Ways to protect therapy animals

Facilities that normally use therapy animals may not allow them at this time because people in many of these settings are at increased risk for severe illness from COVID-19. Follow local guidance and facility protocols for physical distancing, masks, and other ways to prevent COVID-19 from spreading. If therapy animals are invited to a facility or other setting, follow the steps below.

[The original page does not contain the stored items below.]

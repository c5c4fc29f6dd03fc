//! Boundary between the timer engine and whatever presents it

use serde::Serialize;
use thiserror::Error;
use tracing::info;

use crate::settings::Colour;

/// Everything the view needs to draw the timer, applied verbatim
#[derive(Debug, Clone, PartialEq, Eq, Serialize)]
pub struct Frame {
    pub text: String,
    pub is_negative: bool,
    pub text_color: Colour,
    pub background: Colour,
    pub visible: bool,
}

#[derive(Debug, Clone, Error, PartialEq, Eq)]
pub enum HostError {
    #[error("Display element unavailable: {0}")]
    DisplayUnavailable(String),
    #[error("Flyout unavailable: {0}")]
    FlyoutUnavailable(String),
}

/// Display, flyout and audio services supplied by the widget container
pub trait GadgetHost {
    fn render(&mut self, frame: &Frame) -> Result<(), HostError>;

    /// Show the flyout panel with `message`
    fn show_flyout(&mut self, message: &str) -> Result<(), HostError>;

    fn hide_flyout(&mut self) -> Result<(), HostError>;

    /// Fire-and-forget playback of a sound asset, e.g. `audio/alarm_clock_bell.wav`
    fn play_sound(&mut self, asset_path: &str);
}

/// Host that keeps the latest presented state in memory.
///
/// Used by the HTTP service as its view model and by tests to observe what
/// the engine presented.
#[derive(Debug, Clone, Default, Serialize)]
pub struct ViewState {
    pub frame: Option<Frame>,
    pub frames_rendered: u64,
    pub flyout_visible: bool,
    pub flyout_message: Option<String>,
    pub sounds_played: u64,
    pub last_sound: Option<String>,
}

impl GadgetHost for ViewState {
    fn render(&mut self, frame: &Frame) -> Result<(), HostError> {
        self.frame = Some(frame.clone());
        self.frames_rendered += 1;
        Ok(())
    }

    fn show_flyout(&mut self, message: &str) -> Result<(), HostError> {
        self.flyout_visible = true;
        self.flyout_message = Some(message.to_string());
        Ok(())
    }

    fn hide_flyout(&mut self) -> Result<(), HostError> {
        self.flyout_visible = false;
        Ok(())
    }

    fn play_sound(&mut self, asset_path: &str) {
        info!("Playing alarm sound {}", asset_path);
        self.sounds_played += 1;
        self.last_sound = Some(asset_path.to_string());
    }
}
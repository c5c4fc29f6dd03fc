//! Signal handling for graceful shutdown

use futures::stream::StreamExt;
use signal_hook::consts::{SIGHUP, SIGINT, SIGTERM};
use signal_hook_tokio::Signals;
use tracing::info;

/// Wait for a shutdown signal (SIGTERM, SIGINT, SIGHUP) and return it
pub async fn shutdown_signal() -> std::io::Result<i32> {
    let mut signals = Signals::new([SIGTERM, SIGINT, SIGHUP])?;
    let handle = signals.handle();

    let signal = signals.next().await.unwrap_or(SIGTERM);
    handle.close();

    info!("Received {}", signal_name(signal));
    Ok(signal)
}

fn signal_name(signal: i32) -> &'static str {
    match signal {
        SIGTERM => "SIGTERM",
        SIGINT => "SIGINT",
        SIGHUP => "SIGHUP",
        _ => "unknown signal",
    }
}
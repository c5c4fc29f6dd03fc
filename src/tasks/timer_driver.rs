//! Timer driver background task
//!
//! Owns the timer engine and the settings store, feeds it ticks from tokio
//! intervals and commands from the HTTP layer, and publishes a snapshot after
//! every event.

use std::future::pending;
use tokio::{
    sync::{mpsc, watch},
    time::{interval_at, Instant, Interval},
};
use tracing::{debug, info, warn};

use crate::{
    settings::{CloseAction, SettingsError, SettingsForm, SettingsStore, TimerConfig},
    state::{ControlAction, SettingsClosed, TimerCommand, TimerSnapshot},
    timer::{Activity, ActivityHandle, TimerEngine, ViewState},
};

const COMMAND_BUFFER: usize = 32;

/// An interval that follows one activity's registration.
///
/// It exists only while the activity holds a handle and is re-created with
/// a full first period whenever the handle changes.
struct ActivityInterval {
    activity: Activity,
    handle: Option<ActivityHandle>,
    interval: Option<Interval>,
}

impl ActivityInterval {
    fn new(activity: Activity) -> Self {
        Self {
            activity,
            handle: None,
            interval: None,
        }
    }

    fn sync(&mut self, handle: Option<ActivityHandle>) {
        if handle == self.handle {
            return;
        }
        debug!("{:?} registration changed: {:?} -> {:?}", self.activity, self.handle, handle);
        self.handle = handle;
        self.interval = handle.map(|_| {
            let period = self.activity.period();
            interval_at(Instant::now() + period, period)
        });
    }

    fn is_armed(&self) -> bool {
        self.interval.is_some()
    }

    async fn tick(&mut self) {
        match self.interval.as_mut() {
            Some(interval) => {
                interval.tick().await;
            }
            None => pending::<()>().await,
        }
    }
}

/// Single owner of the timer engine
pub struct TimerDriver {
    engine: TimerEngine<ViewState>,
    store: Box<dyn SettingsStore>,
    commands: mpsc::Receiver<TimerCommand>,
    snapshot_tx: watch::Sender<TimerSnapshot>,
}

impl TimerDriver {
    /// Load settings, create and load the engine, and open the channels the
    /// rest of the application uses to reach it.
    pub fn new(
        mut store: Box<dyn SettingsStore>,
    ) -> Result<(Self, mpsc::Sender<TimerCommand>, watch::Receiver<TimerSnapshot>), SettingsError> {
        let config = TimerConfig::load(store.as_mut())?;
        let mut engine = TimerEngine::new(config, ViewState::default());
        engine.load();

        let (command_tx, commands) = mpsc::channel(COMMAND_BUFFER);
        let (snapshot_tx, snapshot_rx) = watch::channel(TimerSnapshot::capture(&engine));

        Ok((
            Self {
                engine,
                store,
                commands,
                snapshot_tx,
            },
            command_tx,
            snapshot_rx,
        ))
    }

    pub fn engine(&self) -> &TimerEngine<ViewState> {
        &self.engine
    }

    /// Run until a shutdown command arrives or every sender is dropped
    pub async fn run(mut self) {
        info!("Starting timer driver");

        let mut countdown = ActivityInterval::new(Activity::Countdown);
        let mut alarm_blink = ActivityInterval::new(Activity::AlarmBlink);
        let mut pause_blink = ActivityInterval::new(Activity::PauseBlink);

        loop {
            countdown.sync(self.engine.handle(Activity::Countdown));
            alarm_blink.sync(self.engine.handle(Activity::AlarmBlink));
            pause_blink.sync(self.engine.handle(Activity::PauseBlink));

            let countdown_armed = countdown.is_armed();
            let alarm_blink_armed = alarm_blink.is_armed();
            let pause_blink_armed = pause_blink.is_armed();

            tokio::select! {
                command = self.commands.recv() => match command {
                    Some(TimerCommand::Shutdown) | None => break,
                    Some(command) => self.handle_command(command),
                },
                _ = countdown.tick(), if countdown_armed => self.engine.fire(Activity::Countdown),
                _ = alarm_blink.tick(), if alarm_blink_armed => self.engine.fire(Activity::AlarmBlink),
                _ = pause_blink.tick(), if pause_blink_armed => self.engine.fire(Activity::PauseBlink),
            }

            self.publish();
        }

        self.engine.unload();
        self.publish();
        info!("Timer driver stopped");
    }

    fn handle_command(&mut self, command: TimerCommand) {
        match command {
            TimerCommand::Control { action, reply } => {
                match action {
                    ControlAction::Start => self.engine.start(),
                    ControlAction::PauseToggle => self.engine.pause_toggle(),
                    ControlAction::Reset => self.engine.reset(),
                }
                if reply.send(TimerSnapshot::capture(&self.engine)).is_err() {
                    debug!("Control caller went away before reply");
                }
            }
            TimerCommand::ReadSettings { reply } => {
                if reply.send(SettingsForm::from_store(self.store.as_ref())).is_err() {
                    debug!("Settings caller went away before reply");
                }
            }
            TimerCommand::CloseSettings { action, form, reply } => {
                let result = self.close_settings(action, form);
                if let Err(e) = &result {
                    warn!("Settings rejected: {}", e);
                }
                if reply.send(result).is_err() {
                    debug!("Settings caller went away before reply");
                }
            }
            TimerCommand::Shutdown => {}
        }
    }

    fn close_settings(
        &mut self,
        action: CloseAction,
        form: SettingsForm,
    ) -> Result<SettingsClosed, SettingsError> {
        let committed = form.close(action, self.store.as_mut())?;
        if committed {
            let config = TimerConfig::read_from(self.store.as_ref());
            self.engine.settings_committed(config);
        }

        Ok(SettingsClosed {
            committed,
            snapshot: TimerSnapshot::capture(&self.engine),
        })
    }

    fn publish(&self) {
        self.snapshot_tx.send_replace(TimerSnapshot::capture(&self.engine));
    }
}

/// Background task: run the timer driver until shutdown
pub async fn timer_driver_task(driver: TimerDriver) {
    driver.run().await;
}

  • Therapy animal visits require some level of contact between clients and the therapy animal team. When possible, keep animals at least 6 feet away from people and animals not participating in the visit. Handlers and participants should wear a mask during the visit.
  • Do not take a therapy animal to visits if the animal is sick or has tested positive for the virus that causes COVID-19.
  • When deciding if it is safe to visit a household where someone has recently had COVID-19, refer to CDC guidance on When You Can be Around Others After You Had or Likely Had COVID-19.​
  • People with symptoms of COVID-19 should not touch, be close to, or interact with therapy animals. If someone was sick with COVID-19, they should wait until they recover to interact with therapy animals.
  • Before and after every contact, the handler and anyone petting or having contact with the animal should wash their hands.
  • Do not use items that multiple people handle, particularly if items are brought to multiple facilities between therapy visits (for example, leashes, harnesses, toys, or blankets). If items like leashes must be brought between facilities, disinfect them after each use or facility.
  • Do not let other people handle items that go into the animal’s mouth, such as toys and treats.
  • Disinfect items such as toys, collars, leashes, harnesses, therapy vests and scarves, and food/water bowls frequently.
  • Do not allow therapy animals to lick or give ”kisses.”
  • Do not wipe or bathe your therapy animal with chemical disinfectants, alcohol, hydrogen peroxide, or other products, such as hand sanitizer, counter-cleaning wipes, or other industrial or surface cleaners. There is no evidence that the virus can spread to people from the skin, fur, or hair of companion animals.​ Talk to your veterinarian​ if you have questions about appropriate products for bathing or cleaning your animal​​.
  • Do not put masks on therapy animals. Covering an animal’s face could harm the animal.

If you are a service or therapy animal handler, and you get sick with COVID-19 or have symptoms of COVID-19, follow recommendations for what to do if you get sick and recommendations for protecting pets if you get sick.

If your service or therapy animal gets sick after contact with a person with COVID-19, call your veterinarian. If the animal tests positive for the virus that causes COVID-19, follow recommendations for what to do if your pet tests positive.

Definitions

Service animalsexternal icon: Dogs that are individually trained to do work or perform tasks for people with disabilities.

Therapy animalsexternal icon: A type of animal-assisted intervention. In this case, in a goal-directed intervention in which an animal meeting specific criteria is an integral part of the treatment process.